EXERCISE REQUIREMENTS: Scan the listing below for the string "entries" and copy each line where it turns up.

+++ DATA RECORDS

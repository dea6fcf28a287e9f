//! Tests for `usersecrets path` command.

use crate::support::*;
use predicates::prelude::*;

#[test]
fn test_path_base_only() {
    let t = Test::new();

    t.cmd()
        .args(["path", "--id", APP_ID])
        .assert()
        .success()
        .stdout(predicate::str::contains(APP_ID))
        .stdout(predicate::str::contains(".microsoft/usersecrets"))
        .stdout(predicate::str::contains("secrets.json"))
        .stdout(predicate::str::contains("environment").not());
}

#[test]
fn test_path_json_orders_base_first() {
    let t = Test::new();
    t.write_secrets(APP_ID, None, "{}");

    let output = t.path(&["--id", APP_ID, "--environment", "Staging", "--json"]);
    assert_success(&output);

    let json = stdout_json(&output);
    let entries = json.as_array().unwrap();
    assert_eq!(entries.len(), 2);
    assert_eq!(entries[0]["layer"], "base");
    assert_eq!(entries[0]["exists"], true);
    assert!(entries[0]["path"].as_str().unwrap().ends_with("secrets.json"));
    assert_eq!(entries[1]["layer"], "environment");
    assert_eq!(entries[1]["exists"], false);
    assert!(entries[1]["path"]
        .as_str()
        .unwrap()
        .ends_with("secrets.Staging.json"));
}

#[test]
fn test_path_environment_from_env_var() {
    let t = Test::new();

    let output = t
        .cmd()
        .env("APP_ENVIRONMENT", "Development")
        .args(["path", "--id", APP_ID])
        .output()
        .unwrap();
    assert_success(&output);
    assert_stdout_contains(&output, "secrets.Development.json");
}

#[test]
fn test_path_appdata_layout() {
    let t = Test::new();

    let output = t
        .cmd()
        .env("APPDATA", t.home.path())
        .args(["path", "--id", APP_ID])
        .output()
        .unwrap();
    assert_success(&output);
    assert_stdout_contains(&output, "UserSecrets");
    assert_stdout_contains(&output, "APPDATA");
}

#[test]
fn test_path_reads_id_from_manifest() {
    let t = Test::with_manifest("from-manifest");

    let output = t.path(&[]);
    assert_success(&output);
    assert_stdout_contains(&output, "from-manifest");
}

++++++

ANSWER TO THIS TASK:
    let entries = json.as_array().unwrap();
    assert_eq!(entries.len(), 2);
    assert_eq!(entries[0]["layer"], "base");
    assert_eq!(entries[0]["exists"], true);
    assert!(entries[0]["path"].as_str().unwrap().ends_with("secrets.json"));
    assert_eq!(entries[1]["layer"], "environment");
    assert_eq!(entries[1]["exists"], false);
    assert!(entries[1]["path"]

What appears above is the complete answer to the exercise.